Dr. Port said clarifying the guidelines has pros and cons. "There is some evidence that having dense breasts might increase your risk of breast cancer," she said. "Also, we worry that the density of the breast might obscure cancer in a mammogram." 

To those points, she said, informing patients they have dense breasts gives them the opportunity to ask more questions and discuss follow-up imaging — including ultrasound. "I believe knowledge is power, and I'm very much about empowering women to learn more about their bodies," Dr. Port said. 

"However, there is also a downside that most women do not understand," she added, noting that having dense breasts is not unusual. "This is an opportunity for women and their doctors to discuss their particular circumstances. This should not be a red flag that means we should be doing ultrasounds on every single 40- to 50-year-old with dense breasts."

She said she is concerned some patients might request an ultrasound prior to a mammogram if they are led to believe ultrasounds and other imaging might be more efficacious. But mammography is still the gold standard when it comes to breast cancer diagnosis.

"Mammograms pick up about 85 to 90 percent of the cancers that are diagnosed, but they're not perfect. No test is perfect, and mammograms are the best we have and have definitely gotten better over time — from film to 3D film to digital and now with 3D," Dr. Port said. "This evolution has massively improved technology and the detection rate of mammograms."

Further, she said, having an ultrasound might pick up another 1 to 2 percent of cancers beyond a mammogram. "But you have to consider that ultrasound is very 'operator dependent,' meaning anyone who's had an ultrasound knows they take the probe and move it around and they can miss spots. 

"The last thing I want is for women to find out they have dense breasts and not get a mammogram thinking they will jump directly to ultrasound. Even in dense breasts, mammograms are still superior."

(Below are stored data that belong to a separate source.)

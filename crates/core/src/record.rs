//! The movie record and its input payloads.
//!
//! The backing document historically stored `genre` and `actors` either as a
//! list of strings or as one comma-joined string. That looseness is handled
//! exactly once, at the deserialization boundary: both shapes are accepted on
//! read, normalized into a list of trimmed non-empty tokens, and written back
//! out as lists. Everything past this module works with strictly-typed
//! records.

use serde::{Deserialize, Deserializer, Serialize};

/// One catalog record.
///
/// `id` is unique across live records and assigned by the store on create;
/// it is never client-supplied. `rating`, `votes`, and `revenue` default to
/// zero when absent from the document, so every record participates in
/// rating-bounded filters.
#[derive(Debug, Clone, PartialEq, Serialize, Deserialize)]
pub struct Movie {
    pub id: u64,
    pub title: String,
    #[serde(default)]
    pub year: Option<i32>,
    #[serde(default, deserialize_with = "string_or_list")]
    pub genre: Vec<String>,
    #[serde(default)]
    pub description: String,
    #[serde(default)]
    pub director: String,
    #[serde(default, deserialize_with = "string_or_list")]
    pub actors: Vec<String>,
    #[serde(default)]
    pub runtime: Option<u32>,
    #[serde(default)]
    pub rating: f64,
    #[serde(default)]
    pub votes: u64,
    #[serde(default)]
    pub revenue: f64,
}

impl Movie {
    /// Case-insensitive exact title comparison, the matching rule used for
    /// title lookups and delete-by-title.
    pub fn title_equals(&self, title: &str) -> bool {
        self.title.to_lowercase() == title.to_lowercase()
    }
}

/// Create payload: every record field except `id`, all required.
#[derive(Debug, Clone, PartialEq, Serialize, Deserialize)]
pub struct MovieDraft {
    pub title: String,
    pub year: i32,
    pub genre: Vec<String>,
    pub description: String,
    pub director: String,
    pub actors: Vec<String>,
    pub runtime: u32,
    pub rating: f64,
    pub votes: u64,
    pub revenue: f64,
}

impl MovieDraft {
    /// Promote the draft to a full record under the given id.
    pub fn into_movie(self, id: u64) -> Movie {
        Movie {
            id,
            title: self.title,
            year: Some(self.year),
            genre: self.genre,
            description: self.description,
            director: self.director,
            actors: self.actors,
            runtime: Some(self.runtime),
            rating: self.rating,
            votes: self.votes,
            revenue: self.revenue,
        }
    }
}

/// Partial-update payload: every record field except `id`, all optional.
///
/// `None` means "leave the field untouched". There is no way to null out an
/// existing value through a patch; that mirrors the non-null merge rule of
/// the update operation.
#[derive(Debug, Clone, Default, PartialEq, Serialize, Deserialize)]
pub struct MoviePatch {
    #[serde(default)]
    pub title: Option<String>,
    #[serde(default)]
    pub year: Option<i32>,
    #[serde(default)]
    pub genre: Option<Vec<String>>,
    #[serde(default)]
    pub description: Option<String>,
    #[serde(default)]
    pub director: Option<String>,
    #[serde(default)]
    pub actors: Option<Vec<String>>,
    #[serde(default)]
    pub runtime: Option<u32>,
    #[serde(default)]
    pub rating: Option<f64>,
    #[serde(default)]
    pub votes: Option<u64>,
    #[serde(default)]
    pub revenue: Option<f64>,
}

impl MoviePatch {
    /// Merge every supplied field into the record, leaving the rest intact.
    pub fn apply(&self, movie: &mut Movie) {
        if let Some(title) = &self.title {
            movie.title = title.clone();
        }
        if let Some(year) = self.year {
            movie.year = Some(year);
        }
        if let Some(genre) = &self.genre {
            movie.genre = genre.clone();
        }
        if let Some(description) = &self.description {
            movie.description = description.clone();
        }
        if let Some(director) = &self.director {
            movie.director = director.clone();
        }
        if let Some(actors) = &self.actors {
            movie.actors = actors.clone();
        }
        if let Some(runtime) = self.runtime {
            movie.runtime = Some(runtime);
        }
        if let Some(rating) = self.rating {
            movie.rating = rating;
        }
        if let Some(votes) = self.votes {
            movie.votes = votes;
        }
        if let Some(revenue) = self.revenue {
            movie.revenue = revenue;
        }
    }

    /// True when no field is supplied (the patch is a no-op).
    pub fn is_empty(&self) -> bool {
        self == &MoviePatch::default()
    }
}

/// Accepted document shapes for `genre`/`actors`.
#[derive(Deserialize)]
#[serde(untagged)]
enum StringOrList {
    Joined(String),
    List(Vec<String>),
}

/// Split a comma-joined value into trimmed, non-empty tokens.
fn split_tokens(raw: &str) -> Vec<String> {
    raw.split(',')
        .map(str::trim)
        .filter(|token| !token.is_empty())
        .map(str::to_string)
        .collect()
}

fn string_or_list<'de, D>(deserializer: D) -> Result<Vec<String>, D::Error>
where
    D: Deserializer<'de>,
{
    let raw = Option::<StringOrList>::deserialize(deserializer)?;
    Ok(match raw {
        None => Vec::new(),
        Some(StringOrList::Joined(joined)) => split_tokens(&joined),
        Some(StringOrList::List(items)) => items,
    })
}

Another concern Dr. Port pointed out is that physicians might view the dense breast guideline from a potentially litigious standpoint. "I do worry that, out of self protection, doctors are going to start having knee-jerk reactions. They could decide that every woman who has dense breasts needs an ultrasound. That's not the answer either. An ultrasound will generate a much larger proportion of false negatives."

False postives from ultrasound could "create the need for biopsies and, if biopsies aren't conclusively normal, that could then generate more possibly unnecessary surgery," Dr. Port said. "There's a whole Pandora's box potentially opened here when it comes to recommending everyone to have more tests."

Instead, noting a patient's risk of breast cancer is informed by family history among other factors, Dr. Port said, "Breast density cannot be viewed in a vacuum. OB-GYNs or primary doctors have to have these detailed conversations with their patients."